* **What needs to be done**: A line belongs in the answer only if it contains the word "viewport"; copy every such line from the listing below.

(Beginning of Excerpted records)

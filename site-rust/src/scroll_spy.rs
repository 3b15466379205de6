//! Active-section tracking for the navigation bar.

use crate::content::NAV_LINKS;
use serde::Serialize;

/// A section counts as active once its top edge is at most this far below
/// the top of the viewport.
pub const ACTIVE_THRESHOLD_PX: f64 = 150.0;
/// Scroll offset past which the navbar switches to its solid background.
pub const SCROLLED_THRESHOLD_PX: f64 = 50.0;

/// Pick the active section from `(id, top)` pairs in document order.
///
/// Sections are scanned bottom-up and the first one whose top is within
/// `threshold` wins, so the lowest qualifying section is active.
pub fn resolve_active_section<'a, S>(sections: &'a [(S, f64)], threshold: f64) -> Option<&'a str>
where
    S: AsRef<str>,
{
    sections
        .iter()
        .rev()
        .find(|(_, top)| *top <= threshold)
        .map(|(id, _)| id.as_ref())
}

#[derive(Debug, Clone, PartialEq, Eq, Serialize)]
#[serde(rename_all = "camelCase")]
pub struct ScrollSpyState {
    pub active_section: String,
    pub is_scrolled: bool,
}

#[derive(Debug, Clone)]
pub struct ScrollSpy {
    section_ids: Vec<String>,
    state: ScrollSpyState,
}

impl Default for ScrollSpy {
    fn default() -> Self {
        Self::new(NAV_LINKS.iter().map(|link| link.section_id))
    }
}

impl ScrollSpy {
    /// Track `section_ids` (document order). The first one starts active.
    pub fn new<I, S>(section_ids: I) -> Self
    where
        I: IntoIterator<Item = S>,
        S: Into<String>,
    {
        let section_ids: Vec<String> = section_ids.into_iter().map(Into::into).collect();
        let active_section = section_ids.first().cloned().unwrap_or_default();
        Self {
            section_ids,
            state: ScrollSpyState {
                active_section,
                is_scrolled: false,
            },
        }
    }

    #[must_use]
    pub fn state(&self) -> &ScrollSpyState {
        &self.state
    }

    #[must_use]
    pub fn active_section(&self) -> &str {
        &self.state.active_section
    }

    #[must_use]
    pub fn is_scrolled(&self) -> bool {
        self.state.is_scrolled
    }

    /// Handle a scroll event (or the initial measurement on mount).
    ///
    /// `section_top` reports a section's current top offset relative to the
    /// viewport, or `None` if it is not in the document. When no section
    /// qualifies the previous active section is kept. Returns whether the
    /// state changed.
    pub fn on_scroll<F>(&mut self, scroll_y: f64, section_top: F) -> bool
    where
        F: Fn(&str) -> Option<f64>,
    {
        let previous = self.state.clone();

        self.state.is_scrolled = scroll_y > SCROLLED_THRESHOLD_PX;

        let measured: Vec<(&str, f64)> = self
            .section_ids
            .iter()
            .filter_map(|id| section_top(id).map(|top| (id.as_str(), top)))
            .collect();
        if let Some(active) = resolve_active_section(&measured, ACTIVE_THRESHOLD_PX) {
            if active != self.state.active_section {
                self.state.active_section = active.to_string();
            }
        }

        let changed = self.state != previous;
        if changed {
            tracing::trace!(
                active = %self.state.active_section,
                scrolled = self.state.is_scrolled,
                "scroll-spy updated"
            );
        }
        changed
    }

    /// Measure as if the page had jumped straight to `section_id`, with
    /// sections stacked `section_height` pixels apart. Used for the
    /// measurement on mount when there is no real layout. Unknown ids leave
    /// the page at the top.
    pub fn jump_to(&mut self, section_id: &str, section_height: f64) -> bool {
        let target = self
            .section_ids
            .iter()
            .position(|known| known == section_id)
            .unwrap_or(0);
        let layout: Vec<(String, f64)> = self
            .section_ids
            .iter()
            .enumerate()
            .map(|(index, id)| (id.clone(), (index as f64 - target as f64) * section_height))
            .collect();

        self.on_scroll(target as f64 * section_height, |id| {
            layout
                .iter()
                .find(|(known, _)| known == id)
                .map(|(_, top)| *top)
        })
    }
}
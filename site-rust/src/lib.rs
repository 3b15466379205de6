pub mod chat;
pub mod config;
pub mod contact;
pub mod content;
mod errors;
mod lifecycle;
pub mod scroll_spy;
pub mod sections;
pub mod splash;
pub mod theme;
pub mod typing;

pub use chat::{ChatMessage, ChatRole, ChatWidget, SendOutcome};
pub use config::SiteConfig;
pub use contact::{ContactFields, ContactForm, FormField, FormStatus, SubmitOutcome};
pub use content::{ContentCatalog, PORTFOLIO};
pub use errors::{SiteError, SiteResult};
pub use lifecycle::{Lifecycle, LifecycleHandle};
pub use scroll_spy::{ScrollSpy, ScrollSpyState};
pub use splash::{start_splash, SplashPhase};
pub use theme::{ThemeState, ThemeStore};
pub use typing::{TypingEffect, TypingTimings};
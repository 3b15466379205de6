use thiserror::Error;

#[derive(Debug, Error)]
pub enum SiteError {
    #[error("Invalid input: {0}")]
    InvalidInput(String),
    #[error("Configuration error: {0}")]
    Config(String),
    #[error("Preference storage error: {0}")]
    Storage(#[source] BoxedError),
    #[error("Language model error: {0}")]
    LanguageModel(#[from] portfolio_sdk::LanguageModelError),
    #[error("Form relay error: {0}")]
    Relay(#[from] portfolio_sdk::RelayError),
}

pub(crate) type BoxedError = Box<dyn std::error::Error + Send + Sync>;

pub type SiteResult<T> = Result<T, SiteError>;
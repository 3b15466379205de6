use super::api::{
    Content, GenerateContentParameters, GenerateContentResponse,
    GenerateContentResponseUsageMetadata, Part as GooglePart,
};
use crate::{
    client_utils, LanguageModel, LanguageModelError, LanguageModelInput, LanguageModelResult,
    LanguageModelStream, Message, ModelResponse, ModelUsage, PartialModelResponse,
};
use async_stream::try_stream;
use futures::StreamExt;
use reqwest::{
    header::{HeaderMap, HeaderValue},
    Client,
};
use tracing::info_span;
use tracing_futures::Instrument;

const PROVIDER: &str = "google";

pub const DEFAULT_BASE_URL: &str = "https://generativelanguage.googleapis.com/v1beta";

/// Carries the API key. The key must stay out of request URLs since those
/// appear in transport errors.
const API_KEY_HEADER: &str = "x-goog-api-key";

pub struct GoogleModel {
    model_id: String,
    api_key: String,
    base_url: String,
    client: Client,
}

#[derive(Clone, Default)]
pub struct GoogleModelOptions {
    pub api_key: String,
    pub base_url: Option<String>,
    pub client: Option<Client>,
}

impl GoogleModel {
    #[must_use]
    pub fn new(model_id: impl Into<String>, options: GoogleModelOptions) -> Self {
        let GoogleModelOptions {
            api_key,
            base_url,
            client,
        } = options;

        let base_url = base_url
            .unwrap_or_else(|| DEFAULT_BASE_URL.to_string())
            .trim_end_matches('/')
            .to_string();
        let client = client.unwrap_or_else(Client::new);

        Self {
            model_id: model_id.into(),
            api_key,
            base_url,
            client,
        }
    }

    fn request_headers(&self) -> LanguageModelResult<HeaderMap> {
        let mut api_key = HeaderValue::from_str(&self.api_key).map_err(|_| {
            LanguageModelError::InvalidInput(
                "Google API key contains characters not allowed in a header".to_string(),
            )
        })?;
        api_key.set_sensitive(true);

        let mut headers = HeaderMap::new();
        headers.insert(API_KEY_HEADER, api_key);
        Ok(headers)
    }
}

#[async_trait::async_trait]
impl LanguageModel for GoogleModel {
    fn provider(&self) -> &'static str {
        PROVIDER
    }

    fn model_id(&self) -> String {
        self.model_id.clone()
    }

    async fn generate(&self, input: LanguageModelInput) -> LanguageModelResult<ModelResponse> {
        let span = info_span!(
            "portfolio_sdk.generate",
            provider = PROVIDER,
            model = %self.model_id,
            messages = input.messages.len()
        );

        async move {
            let params = convert_to_generate_content_parameters(input)?;

            let url = format!("{}/models/{}:generateContent", self.base_url, self.model_id);

            let headers = self.request_headers()?;
            let response: GenerateContentResponse =
                client_utils::send_json(&self.client, &url, &params, headers).await?;

            let candidate = response
                .candidates
                .and_then(|c| c.into_iter().next())
                .ok_or_else(|| {
                    LanguageModelError::Invariant(PROVIDER, "No candidate in response".to_string())
                })?;

            let text = map_google_text(candidate.content.and_then(|c| c.parts).unwrap_or_default());
            if text.is_empty() {
                return Err(LanguageModelError::Invariant(
                    PROVIDER,
                    format!(
                        "Candidate has no text (finish reason: {:?})",
                        candidate.finish_reason
                    ),
                ));
            }

            let usage = response.usage_metadata.as_ref().map(map_google_usage_metadata);
            tracing::debug!(chars = text.len(), ?usage, "received model response");

            Ok(ModelResponse { text, usage })
        }
        .instrument(span)
        .await
    }

    async fn stream(&self, input: LanguageModelInput) -> LanguageModelResult<LanguageModelStream> {
        let span = info_span!(
            "portfolio_sdk.stream",
            provider = PROVIDER,
            model = %self.model_id,
            messages = input.messages.len()
        );

        let params = convert_to_generate_content_parameters(input)?;

        let url = format!(
            "{}/models/{}:streamGenerateContent?alt=sse",
            self.base_url, self.model_id
        );

        let headers = self.request_headers()?;
        let mut chunk_stream = client_utils::send_sse_stream::<_, GenerateContentResponse>(
            &self.client,
            &url,
            &params,
            headers,
            PROVIDER,
        )
        .instrument(span.clone())
        .await?;

        let stream = try_stream! {
            let mut last_usage: Option<ModelUsage> = None;

            while let Some(chunk) = chunk_stream.next().await {
                let response = chunk?;

                let parts = response
                    .candidates
                    .and_then(|c| c.into_iter().next())
                    .and_then(|candidate| candidate.content)
                    .and_then(|content| content.parts);

                if let Some(parts) = parts {
                    let text = map_google_text(parts);
                    if !text.is_empty() {
                        yield PartialModelResponse {
                            delta: Some(text),
                            usage: None,
                        };
                    }
                }

                // Gemini reports cumulative usage on every chunk; only the
                // last one is forwarded.
                if let Some(usage_metadata) = response.usage_metadata.as_ref() {
                    last_usage = Some(map_google_usage_metadata(usage_metadata));
                }
            }

            if let Some(usage) = last_usage {
                yield PartialModelResponse {
                    delta: None,
                    usage: Some(usage),
                };
            }
        };

        Ok(LanguageModelStream::from_stream(stream.instrument(span)))
    }
}

fn convert_to_generate_content_parameters(
    input: LanguageModelInput,
) -> LanguageModelResult<GenerateContentParameters> {
    if input.messages.is_empty() {
        return Err(LanguageModelError::InvalidInput(
            "At least one message is required".to_string(),
        ));
    }

    let system_instruction = input.system_prompt.map(|system_prompt| Content {
        role: Some("system".to_string()),
        parts: Some(vec![GooglePart {
            text: Some(system_prompt),
            ..Default::default()
        }]),
    });

    Ok(GenerateContentParameters {
        contents: convert_to_google_contents(input.messages),
        system_instruction,
    })
}

fn convert_to_google_contents(messages: Vec<Message>) -> Vec<Content> {
    messages
        .into_iter()
        .map(|message| Content {
            role: Some(message.role.as_str().to_string()),
            parts: Some(
                message
                    .parts
                    .into_iter()
                    .map(|part| GooglePart {
                        text: Some(part.text),
                        ..Default::default()
                    })
                    .collect(),
            ),
        })
        .collect()
}

/// Joins the visible text of a candidate. Thought parts are dropped.
fn map_google_text(parts: Vec<GooglePart>) -> String {
    parts
        .into_iter()
        .filter(|part| !part.thought.unwrap_or(false))
        .filter_map(|part| part.text)
        .collect()
}

fn map_google_usage_metadata(usage: &GenerateContentResponseUsageMetadata) -> ModelUsage {
    ModelUsage {
        input_tokens: usage.prompt_token_count.unwrap_or(0),
        output_tokens: usage.candidates_token_count.unwrap_or(0)
            + usage.thoughts_token_count.unwrap_or(0),
    }
}

#[cfg(test)]
mod tests {
    use super::*;
    use crate::Role;

    #[test]
    fn converts_turns_to_google_contents() {
        let params = convert_to_generate_content_parameters(LanguageModelInput {
            system_prompt: Some("Be brief.".to_string()),
            messages: vec![Message::user("Halo"), Message::model("Hai!")],
            ..Default::default()
        })
        .unwrap();

        let value = serde_json::to_value(&params).unwrap();
        assert_eq!(
            value,
            serde_json::json!({
                "contents": [
                    { "role": "user", "parts": [{ "text": "Halo" }] },
                    { "role": "model", "parts": [{ "text": "Hai!" }] }
                ],
                "systemInstruction": {
                    "role": "system",
                    "parts": [{ "text": "Be brief." }]
                }
            })
        );
        assert_eq!(Role::Model.as_str(), "model");
    }

    #[test]
    fn rejects_empty_conversation() {
        let result = convert_to_generate_content_parameters(LanguageModelInput::default());
        assert!(matches!(result, Err(LanguageModelError::InvalidInput(_))));
    }

    #[test]
    fn skips_thought_parts() {
        let text = map_google_text(vec![
            GooglePart {
                thought: Some(true),
                text: Some("thinking...".to_string()),
            },
            GooglePart {
                thought: None,
                text: Some("Jawaban".to_string()),
            },
        ]);
        assert_eq!(text, "Jawaban");
    }
}
use super::{ContactSubmission, FormRelay, RelayResponse};
use crate::{RelayError, RelayResult};
use reqwest::Client;
use serde::Serialize;

const PROVIDER: &str = "web3forms";

pub const WEB3FORMS_ENDPOINT: &str = "https://api.web3forms.com/submit";

pub struct Web3FormsRelay {
    access_key: String,
    endpoint: String,
    client: Client,
}

#[derive(Clone, Default)]
pub struct Web3FormsRelayOptions {
    pub access_key: String,
    pub endpoint: Option<String>,
    pub client: Option<Client>,
}

#[derive(Serialize)]
struct Web3FormsPayload<'a> {
    access_key: &'a str,
    name: &'a str,
    email: &'a str,
    message: &'a str,
    subject: &'a str,
}

impl Web3FormsRelay {
    #[must_use]
    pub fn new(options: Web3FormsRelayOptions) -> Self {
        let Web3FormsRelayOptions {
            access_key,
            endpoint,
            client,
        } = options;

        Self {
            access_key,
            endpoint: endpoint.unwrap_or_else(|| WEB3FORMS_ENDPOINT.to_string()),
            client: client.unwrap_or_else(Client::new),
        }
    }
}

#[async_trait::async_trait]
impl FormRelay for Web3FormsRelay {
    fn provider(&self) -> &'static str {
        PROVIDER
    }

    async fn submit(&self, submission: &ContactSubmission) -> RelayResult<RelayResponse> {
        let payload = Web3FormsPayload {
            access_key: &self.access_key,
            name: &submission.name,
            email: &submission.email,
            message: &submission.message,
            subject: &submission.subject,
        };

        let response = self
            .client
            .post(&self.endpoint)
            .json(&payload)
            .send()
            .await?;
        let status = response.status();
        let body = response.text().await?;

        // Web3Forms reports rejections (e.g. an invalid access key) as a JSON
        // body with `success: false`, often alongside a 4xx status.
        match serde_json::from_str::<RelayResponse>(&body) {
            Ok(relay_response) => {
                tracing::debug!(
                    %status,
                    success = relay_response.success,
                    "relay answered"
                );
                Ok(relay_response)
            }
            Err(_) if !status.is_success() => Err(RelayError::StatusCode(status, body)),
            Err(error) => Err(RelayError::InvalidResponse(
                PROVIDER,
                format!("Failed to parse relay response: {error}"),
            )),
        }
    }
}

(End of Excerpted records)

* **Worked solution**:
/// the top of the viewport.
    /// viewport, or `None` if it is not in the document. When no section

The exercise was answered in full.